- _WHAT NEEDS TO BE DONE_: Only one stretch of the data below is wanted: the lines from the one with "let i = *inner" through the one with "a.stage == stage)", repeated exactly.

***** SUPPLIED RECORDS *****

//! Versioned, append-only artifact storage.
//!
//! The store owns every artifact produced during a run. Iterations are
//! assigned under the write lock, so references never collide and strictly
//! increase per (stage, kind). Nothing is ever overwritten or deleted.

mod log;

use crate::core::{Artifact, ArtifactKind, ArtifactRef, Payload, StageKind};
use crate::errors::StoreError;
use chrono::Utc;
use parking_lot::RwLock;
use std::collections::HashMap;
use std::sync::Arc;
use tracing::debug;

#[derive(Debug, Default)]
struct Inner {
    log: Vec<Arc<Artifact>>,
    index: HashMap<ArtifactRef, usize>,
    counters: HashMap<(StageKind, ArtifactKind), u32>,
}

impl Inner {
    fn next_iteration(&self, stage: StageKind, kind: ArtifactKind) -> u32 {
        self.counters.get(&(stage, kind)).copied().unwrap_or(0) + 1
    }

    fn append(&mut self, artifact: Artifact) -> ArtifactRef {
        let reference = artifact.reference();
        self.counters
            .insert((artifact.stage, artifact.kind), artifact.iteration);
        self.index.insert(reference, self.log.len());
        self.log.push(Arc::new(artifact));
        reference
    }
}

/// In-memory artifact store for one run session.
#[derive(Debug, Default)]
pub struct ArtifactStore {
    inner: RwLock<Inner>,
}

impl ArtifactStore {
    /// Creates an empty store.
    #[must_use]
    pub fn new() -> Self {
        Self::default()
    }

    /// Appends a new artifact and returns its reference.
    pub fn put(&self, stage: StageKind, kind: ArtifactKind, payload: Payload) -> ArtifactRef {
        let mut inner = self.inner.write();
        let iteration = inner.next_iteration(stage, kind);
        let sequence = inner.log.len() as u64;
        let reference = ArtifactRef::new(stage, kind, iteration);
        let artifact = Artifact::new(sequence, reference, payload, Utc::now());

        debug!(
            artifact = %reference,
            sequence,
            bytes = artifact.payload.len(),
            "Artifact stored"
        );
        inner.append(artifact)
    }

    /// Returns the artifact for a reference.
    pub fn get(&self, reference: &ArtifactRef) -> Result<Arc<Artifact>, StoreError> {
        let inner = self.inner.read();
        inner
            .index
            .get(reference)
            .map(|&i| Arc::clone(&inner.log[i]))
            .ok_or(StoreError::NotFound {
                reference: *reference,
            })
    }

    /// Returns the highest iteration of (stage, kind).
    #[must_use]
    pub fn latest(&self, stage: StageKind, kind: ArtifactKind) -> Option<Arc<Artifact>> {
        let inner = self.inner.read();
        let iteration = *inner.counters.get(&(stage, kind))?;
        let i = *inner
            .index
            .get(&ArtifactRef::new(stage, kind, iteration))?;
        Some(Arc::clone(&inner.log[i]))
    }

    /// Returns the most recent artifact of a kind, whichever stage wrote it.
    #[must_use]
    pub fn latest_of_kind(&self, kind: ArtifactKind) -> Option<Arc<Artifact>> {
        self.inner
            .read()
            .log
            .iter()
            .rev()
            .find(|a| a.kind == kind)
            .cloned()
    }

    /// Returns the latest artifact of every kind present, in kind order.
    #[must_use]
    pub fn latest_per_kind(&self) -> Vec<Arc<Artifact>> {
        ArtifactKind::ALL
            .iter()
            .filter_map(|&kind| self.latest_of_kind(kind))
            .collect()
    }

    /// Returns every artifact written by a stage, in insertion order.
    #[must_use]
    pub fn history(&self, stage: StageKind) -> Vec<Arc<Artifact>> {
        self.inner
            .read()
            .log
            .iter()
            .filter(|a| a.stage == stage)
            .cloned()
            .collect()
    }

    /// Returns every artifact in insertion order.
    #[must_use]
    pub fn entries(&self) -> Vec<Arc<Artifact>> {
        self.inner.read().log.clone()
    }

    /// Number of stored artifacts.
    #[must_use]
    pub fn len(&self) -> usize {
        self.inner.read().log.len()
    }

    /// Returns true if nothing has been stored.
    #[must_use]
    pub fn is_empty(&self) -> bool {
        self.inner.read().log.is_empty()
    }
}

#[cfg(test)]
mod tests {
    use super::*;
    use pretty_assertions::assert_eq;

    #[test]
    fn test_put_assigns_increasing_iterations() {
        let store = ArtifactStore::new();

        let first = store.put(
            StageKind::Implementation,
            ArtifactKind::SourceFiles,
            Payload::text("v1"),
        );
        let other = store.put(
            StageKind::Requirements,
            ArtifactKind::RequirementsSpec,
            Payload::text("reqs"),
        );
        let second = store.put(
            StageKind::Implementation,
            ArtifactKind::SourceFiles,
            Payload::text("v2"),
        );

        assert_eq!(first.iteration, 1);
        assert_eq!(other.iteration, 1);
        assert_eq!(second.iteration, 2);
        assert_ne!(first, second);
        assert_eq!(store.len(), 3);
    }

    #[test]
    fn test_get_is_stable() {
        let store = ArtifactStore::new();
        let reference = store.put(
            StageKind::Review,
            ArtifactKind::ReviewNotes,
            Payload::text("LGTM"),
        );
        store.put(
            StageKind::Review,
            ArtifactKind::ReviewNotes,
            Payload::text("changed my mind"),
        );

        let a = store.get(&reference).unwrap();
        let b = store.get(&reference).unwrap();
        assert_eq!(a.payload, Payload::text("LGTM"));
        assert_eq!(a, b);
        assert!(a.verify());
    }

    #[test]
    fn test_get_unknown_reference() {
        let store = ArtifactStore::new();
        let reference = ArtifactRef::new(StageKind::Testing, ArtifactKind::TestReport, 1);

        let err = store.get(&reference).unwrap_err();
        assert!(matches!(err, StoreError::NotFound { reference: r } if r == reference));
    }

    #[test]
    fn test_latest_and_history() {
        let store = ArtifactStore::new();
        assert!(store.is_empty());
        assert!(store
            .latest(StageKind::Testing, ArtifactKind::TestReport)
            .is_none());

        store.put(StageKind::Testing, ArtifactKind::TestFiles, Payload::text("t1"));
        store.put(StageKind::Testing, ArtifactKind::TestReport, Payload::text("r1"));
        store.put(StageKind::Testing, ArtifactKind::TestReport, Payload::text("r2"));

        let latest = store
            .latest(StageKind::Testing, ArtifactKind::TestReport)
            .unwrap();
        assert_eq!(latest.iteration, 2);
        assert_eq!(latest.payload, Payload::text("r2"));

        let history: Vec<_> = store
            .history(StageKind::Testing)
            .iter()
            .map(|a| a.payload.render())
            .collect();
        assert_eq!(history, vec!["t1", "r1", "r2"]);
        assert!(store.history(StageKind::Review).is_empty());
    }

    #[test]
    fn test_latest_per_kind_in_kind_order() {
        let store = ArtifactStore::new();
        store.put(
            StageKind::Implementation,
            ArtifactKind::SourceFiles,
            Payload::text("src"),
        );
        store.put(
            StageKind::Requirements,
            ArtifactKind::RequirementsSpec,
            Payload::text("reqs"),
        );

        let kinds: Vec<_> = store.latest_per_kind().iter().map(|a| a.kind).collect();
        assert_eq!(
            kinds,
            vec![ArtifactKind::RequirementsSpec, ArtifactKind::SourceFiles]
        );
    }

    #[tokio::test]
    async fn test_concurrent_puts_never_collide() {
        let store = Arc::new(ArtifactStore::new());
        let handles: Vec<_> = (0..32)
            .map(|i| {
                let store = Arc::clone(&store);
                tokio::spawn(async move {
                    store.put(
                        StageKind::Implementation,
                        ArtifactKind::SourceFiles,
                        Payload::text(format!("v{i}")),
                    )
                })
            })
            .collect();

        let mut iterations = Vec::new();
        for handle in handles {
            iterations.push(handle.await.unwrap().iteration);
        }
        iterations.sort_unstable();

        assert_eq!(iterations, (1..=32).collect::<Vec<_>>());
    }
}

*****

- _TASK ANSWER_:
        let i = *inner
            .index
            .get(&ArtifactRef::new(stage, kind, iteration))?;
        Some(Arc::clone(&inner.log[i]))
    }

    /// Returns the most recent artifact of a kind, whichever stage wrote it.
    #[must_use]
    pub fn latest_of_kind(&self, kind: ArtifactKind) -> Option<Arc<Artifact>> {
        self.inner
            .read()
            .log
            .iter()
            .rev()
            .find(|a| a.kind == kind)
            .cloned()
    }

    /// Returns the latest artifact of every kind present, in kind order.
    #[must_use]
    pub fn latest_per_kind(&self) -> Vec<Arc<Artifact>> {
        ArtifactKind::ALL
            .iter()
            .filter_map(|&kind| self.latest_of_kind(kind))
            .collect()
    }

    /// Returns every artifact written by a stage, in insertion order.
    #[must_use]
    pub fn history(&self, stage: StageKind) -> Vec<Arc<Artifact>> {
        self.inner
            .read()
            .log
            .iter()
            .filter(|a| a.stage == stage)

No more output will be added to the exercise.